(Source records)
____
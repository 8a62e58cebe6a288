//! # Connection State Machine
//!
//! Owns the lifecycle of the coaching conversation and the one `SessionResources`
//! aggregate that exists while it is Connecting or Connected.
//!
//! ## Concurrency Model:
//! - `start()` is the only operation that awaits (microphone, backend, speaker). The
//!   aggregate lives in the machine from the moment the state becomes Connecting, and
//!   each piece is attached to it as soon as it is acquired
//! - Every `start()` gets an epoch number. `stop()` and session-ending events bump or
//!   check the epoch, so a `start()` overtaken by `stop()` releases whatever it acquires
//!   afterwards and reports `Cancelled`
//! - The core lock is a `std::sync::Mutex` and is never held across an `.await`
//!
//! ## Rust Concepts:
//! - **Arc<Shared>**: The machine is a cheap `Clone` handle; HTTP handlers, the WebSocket
//!   feed and the downlink task all hold one
//! - **broadcast**: Every subscriber sees every state change and transcript entry

use crate::audio::capture::{AudioCaptureSource, CaptureStream};
use crate::audio::output::AudioOutputFactory;
use crate::audio::playback::PlaybackScheduler;
use crate::coach::pipeline::{run_uplink, Downlink};
use crate::coach::resources::SessionResources;
use crate::coach::{CoachEvent, ConnectionState, SessionSettings};
use crate::error::VoiceError;
use crate::state::PipelineMetrics;
use crate::transcript::{TranscriptAssembler, TranscriptEntry};
use crate::transport::{LiveBackend, LiveConnection};
use serde::Serialize;
use std::sync::atomic::{AtomicU64, Ordering};
use std::sync::{Arc, Mutex, MutexGuard, RwLock};
use tokio::sync::broadcast;
use tracing::{info, warn};
use uuid::Uuid;

/// Point-in-time view of the machine for the UI.
#[derive(Debug, Clone, PartialEq, Serialize)]
pub struct SessionSnapshot {
    pub state: ConnectionState,
    pub last_error: Option<String>,
    pub session_id: Option<Uuid>,
}

struct Core {
    state: ConnectionState,
    epoch: u64,
    resources: Option<SessionResources>,
    last_error: Option<String>,
    session_id: Option<Uuid>,
}

struct Shared {
    core: Mutex<Core>,
    transcript: RwLock<Vec<TranscriptEntry>>,
    settings: RwLock<SessionSettings>,
    events: broadcast::Sender<CoachEvent>,
    metrics: Arc<PipelineMetrics>,
    entry_ids: Arc<AtomicU64>,
    backend: Arc<dyn LiveBackend>,
    capture: Arc<dyn AudioCaptureSource>,
    outputs: Arc<dyn AudioOutputFactory>,
}

/// Drives one conversation at a time.
#[derive(Clone)]
pub struct ConnectionStateMachine {
    shared: Arc<Shared>,
}

impl ConnectionStateMachine {
    pub fn new(
        settings: SessionSettings,
        backend: Arc<dyn LiveBackend>,
        capture: Arc<dyn AudioCaptureSource>,
        outputs: Arc<dyn AudioOutputFactory>,
        metrics: Arc<PipelineMetrics>,
        event_capacity: usize,
    ) -> Self {
        let (events, _) = broadcast::channel(event_capacity.max(1));
        Self {
            shared: Arc::new(Shared {
                core: Mutex::new(Core {
                    state: ConnectionState::Idle,
                    epoch: 0,
                    resources: None,
                    last_error: None,
                    session_id: None,
                }),
                transcript: RwLock::new(Vec::new()),
                settings: RwLock::new(settings),
                events,
                metrics,
                entry_ids: Arc::new(AtomicU64::new(0)),
                backend,
                capture,
                outputs,
            }),
        }
    }

    fn core(&self) -> MutexGuard<'_, Core> {
        self.shared.core.lock().unwrap_or_else(|poisoned| poisoned.into_inner())
    }

    pub fn state(&self) -> ConnectionState {
        self.core().state
    }

    pub fn snapshot(&self) -> SessionSnapshot {
        let core = self.core();
        SessionSnapshot {
            state: core.state,
            last_error: core.last_error.clone(),
            session_id: core.session_id,
        }
    }

    /// Finished entries of the current (or last) conversation, in order.
    pub fn transcript(&self) -> Vec<TranscriptEntry> {
        self.shared
            .transcript
            .read()
            .unwrap_or_else(|poisoned| poisoned.into_inner())
            .clone()
    }

    pub fn subscribe(&self) -> broadcast::Receiver<CoachEvent> {
        self.shared.events.subscribe()
    }

    pub fn settings(&self) -> SessionSettings {
        self.shared
            .settings
            .read()
            .unwrap_or_else(|poisoned| poisoned.into_inner())
            .clone()
    }

    /// Replace the settings used by the next `start()`.
    pub fn update_settings(&self, settings: SessionSettings) {
        *self
            .shared
            .settings
            .write()
            .unwrap_or_else(|poisoned| poisoned.into_inner()) = settings;
    }

    /// Open a session: microphone, backend, speaker, then the data paths.
    ///
    /// ## Errors:
    /// - `AlreadyActive` if a session is Connecting or Connected (nothing is acquired)
    /// - `PermissionDenied` / `DeviceUnavailable` / `Transport` move the machine to Error
    /// - `Cancelled` if `stop()` ran while this call was waiting
    pub async fn start(&self) -> Result<SessionSnapshot, VoiceError> {
        let epoch = {
            let mut core = self.core();
            if matches!(core.state, ConnectionState::Connecting | ConnectionState::Connected) {
                return Err(VoiceError::AlreadyActive(core.state));
            }
            core.epoch += 1;
            core.state = ConnectionState::Connecting;
            core.last_error = None;
            core.session_id = None;
            core.resources = Some(SessionResources::new(Arc::clone(&self.shared.metrics)));
            self.emit_state(&core, None);
            core.epoch
        };

        self.shared
            .transcript
            .write()
            .unwrap_or_else(|poisoned| poisoned.into_inner())
            .clear();
        self.shared.metrics.sessions_started.fetch_add(1, Ordering::Relaxed);

        let settings = self.settings();
        info!("Starting coaching session (model {})", settings.model_id);

        // Microphone first: never talk to the backend without an input
        let CaptureStream { handle, frames } = match self.shared.capture.acquire(&settings.capture).await {
            Ok(stream) => stream,
            Err(e) => return Err(self.fail(epoch, e)),
        };
        info!("Capture acquired from {} source", self.shared.capture.name());
        self.attach(epoch, move |resources| resources.capture = Some(handle))?;

        let LiveConnection { session, inbound } =
            match self.shared.backend.connect(&settings.model_id, &settings.connect).await {
                Ok(connection) => connection,
                Err(e) => return Err(self.fail(epoch, e)),
            };
        let session_id = session.id();
        let closer = session.clone();
        if let Err(e) = self.attach(epoch, {
            let session = session.clone();
            move |resources| resources.session = Some(session)
        }) {
            closer.close();
            return Err(e);
        }

        let output = match self.shared.outputs.open(settings.output_sample_rate).await {
            Ok(output) => output,
            Err(e) => return Err(self.fail(epoch, e)),
        };

        let mut core = self.core();
        if core.epoch != epoch || core.resources.is_none() {
            drop(core);
            if let Err(e) = output.close() {
                warn!("Closing output of a cancelled start failed: {}", e);
            }
            return Err(VoiceError::Cancelled);
        }

        let playback = Arc::new(Mutex::new(PlaybackScheduler::new(Arc::clone(&output))));
        let downlink = Downlink {
            epoch,
            machine: self.clone(),
            playback: Arc::clone(&playback),
            assembler: TranscriptAssembler::new(Arc::clone(&self.shared.entry_ids)),
            metrics: Arc::clone(&self.shared.metrics),
        };

        if let Some(resources) = core.resources.as_mut() {
            resources.output = Some(output);
            resources.playback = Some(playback);
            resources.uplink = Some(tokio::spawn(run_uplink(
                frames,
                session,
                Arc::clone(&self.shared.metrics),
            )));
            resources.downlink = Some(tokio::spawn(downlink.run(inbound)));
        }

        core.state = ConnectionState::Connected;
        core.session_id = Some(session_id);
        self.emit_state(&core, None);
        info!("Coaching session {} connected", session_id);

        Ok(SessionSnapshot {
            state: core.state,
            last_error: None,
            session_id: core.session_id,
        })
    }

    /// End the conversation from any state. Always leaves the machine Idle with no
    /// recorded error.
    pub fn stop(&self) -> SessionSnapshot {
        let mut core = self.core();
        core.epoch += 1;
        let previous = core.state;

        if let Some(mut resources) = core.resources.take() {
            let report = resources.teardown();
            if !report.is_clean() {
                warn!("Teardown finished with {} failed step(s)", report.failures.len());
            }
        }

        core.state = ConnectionState::Idle;
        core.session_id = None;
        core.last_error = None;
        if previous != ConnectionState::Idle {
            info!("Session stopped ({} -> idle)", previous);
            self.emit_state(&core, None);
        }

        SessionSnapshot {
            state: core.state,
            last_error: None,
            session_id: None,
        }
    }

    /// The live session ended on its own: cleanly (`None`) or with an error.
    ///
    /// Ignored unless `epoch` is the current, connected session.
    pub(crate) fn finish(&self, epoch: u64, error: Option<String>) {
        let mut core = self.core();
        if core.epoch != epoch || core.state != ConnectionState::Connected {
            return;
        }
        core.epoch += 1;
        if let Some(mut resources) = core.resources.take() {
            resources.teardown();
        }

        core.session_id = None;
        core.state = match &error {
            Some(reason) => {
                warn!("Session failed: {}", reason);
                ConnectionState::Error
            }
            None => {
                info!("Backend closed the session");
                ConnectionState::Idle
            }
        };
        core.last_error = error.clone();
        self.emit_state(&core, error);
    }

    /// Record finished transcript entries of the current session.
    pub(crate) fn publish_entries(&self, epoch: u64, entries: Vec<TranscriptEntry>) {
        if entries.is_empty() || self.core().epoch != epoch {
            return;
        }
        let mut transcript = self
            .shared
            .transcript
            .write()
            .unwrap_or_else(|poisoned| poisoned.into_inner());
        for entry in entries {
            self.shared.metrics.transcript_entries.fetch_add(1, Ordering::Relaxed);
            transcript.push(entry.clone());
            let _ = self.shared.events.send(CoachEvent::TranscriptEntry(entry));
        }
    }

    /// Hand a freshly acquired piece to the aggregate, unless this start was cancelled.
    ///
    /// On cancellation `put` is dropped unrun, so the piece is released by its own `Drop`.
    fn attach<F>(&self, epoch: u64, put: F) -> Result<(), VoiceError>
    where
        F: FnOnce(&mut SessionResources),
    {
        let mut core = self.core();
        if core.epoch != epoch {
            drop(core);
            info!("Start overtaken by stop, releasing acquired resources");
            return Err(VoiceError::Cancelled);
        }
        match core.resources.as_mut() {
            Some(resources) => {
                put(resources);
                Ok(())
            }
            None => Err(VoiceError::Cancelled),
        }
    }

    /// A step of `start()` failed: tear down and move to Error.
    fn fail(&self, epoch: u64, err: VoiceError) -> VoiceError {
        let mut core = self.core();
        if core.epoch != epoch {
            return VoiceError::Cancelled;
        }
        core.epoch += 1;
        if let Some(mut resources) = core.resources.take() {
            resources.teardown();
        }
        warn!("Session start failed: {}", err);
        core.state = ConnectionState::Error;
        core.session_id = None;
        core.last_error = Some(err.to_string());
        self.emit_state(&core, Some(err.to_string()));
        err
    }

    fn emit_state(&self, core: &Core, reason: Option<String>) {
        // No subscribers is fine
        let _ = self.shared.events.send(CoachEvent::StateChanged {
            state: core.state,
            reason,
            session_id: core.session_id,
        });
    }
}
____
(Your goal) If a line of the entries contains "current", it counts; say how many such lines there are and give only the number.

(Solution) 3